In Long Term Evolution (LTE) [3] and 5G, base stations are responsible for scheduling the traffic in a cell to and from all mobile devices. While this scheduling is entirely known to the base station, being the communication master, the mobile devices have no knowledge when they will be granted time slots for transmission (via so-called grants in the control channel). In order to guarantee that each such grant is received, each device would need to continuously monitor the control channel. Due to factors like radio quality or other mobile devices in the cell, there can be a significant amount of time and energy spent by a modem to decode the control channel only to realize that there was no relevant grant transmitted.
Therefore, we propose proactive DPM-techniques based on machine learning that predict whether a mobile device will receive a relevant grant at a certain time step. Contrary to reactive DPM techniques that take decisions only after perceiving a grant presence or absence, our presented proactive approach monitors the control channel only when a grant presence is predicted. Whenever a grant absence is predicted, distinct components of the modem can be put to low power states significantly sooner.

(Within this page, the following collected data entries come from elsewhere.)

//! Content loaders for reading game data from files.
//!
//! Maps are RON ([`MapData`](crate::MapData)); game configuration is TOML
//! ([`game_core::GameConfig`]).

pub mod config;
pub mod map;

pub use config::ConfigLoader;
pub use map::MapLoader;

use std::path::Path;

/// Common result type for loaders.
pub type LoadResult<T> = anyhow::Result<T>;

/// Helper function to read file contents.
pub(crate) fn read_file(path: &Path) -> LoadResult<String> {
    std::fs::read_to_string(path)
        .map_err(|e| anyhow::anyhow!("Failed to read file {}: {}", path.display(), e))
}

Because of the possibility of a high variability in the scheduling behavior of a base station, we argue that proactive DPM needs to be capable of being trained online without any prior experience in a cell. In this context, we propose and compare two algorithmic approaches for light-weight machine learning to predict the control information needed to allow a mobile device to save energy, e.g., in time slots of transmission inactivity in a cell.
The first approach is based on supervised learning, the second one based on reinforcement learning. As the implementation of such learning techniques also creates energy and resource costs, both approaches are carefully tuned and evaluated not only in terms of prediction accuracy, but also in terms of overall energy savings, based on both simulated data as well as data captured in real LTE cells. From the viewpoint of a mobile device in an LTE environment, a computationally light-weight adaptive predictive DPM system that is able to learn online to achieve net energy savings is therefore the preferred solution.
The rest of the paper is structured as follows: First, we discuss related work in Section 2. Next, in Section 3, we introduce the basics of the LTE communication protocol. Here, we introduce which control events are relevant for adaptive DPM. Subsequently, in Section 4, we discuss the architecture of our LTE modem as well as the different power saving policies that can be realized by this architecture. In Section 5, we propose two techniques for predictive power management based on machine learning. Here, a special focus is put on data formats, input and output, and the definition of policies. Next, in Section 6, we discuss the applicability and advantages of different machine learning approaches, including their capabilities for online learning and giving a definition of classification errors. Moreover, we formalize the prediction problem both as a reinforcement learning problem and formulate a supervised learning problem. Based on this, a quantitative study of computational complexity as well as resource and energy requirements for the implementation of the discussed algorithms is given in Section 7. Experiments are conducted to show that significant net energy savings are achievable in the steady state of scenarios such as video download. Finally, we conclude with an outlook on future research directions in Section 8.
2 Related Work
A comprehensive overview of DPM is provided in [2]. Here, DPM techniques are grouped into (i) adaptive predictive and (ii) stochastic approaches.
Stochastic control problems are characterized by their power state transition times being non-deterministic and more than two power states (i.e., not only on/off) available to components. Most related and relevant to our work are adaptive predictive approaches: Predictive power management [4, 5, 6, 7] uses machine learning techniques to predict, e.g., the length of idle intervals. This information can be used to choose an optimal timeout policy or to define suitable power management policies of when to power down/up individual components. Workload-dependent DPMs for, e.g, multi-processor systems [8, 7], often act event-triggered. Here, the DPM system receives a signal indicating that a component is idle and only then has to perform a prediction of an optimal time-out length.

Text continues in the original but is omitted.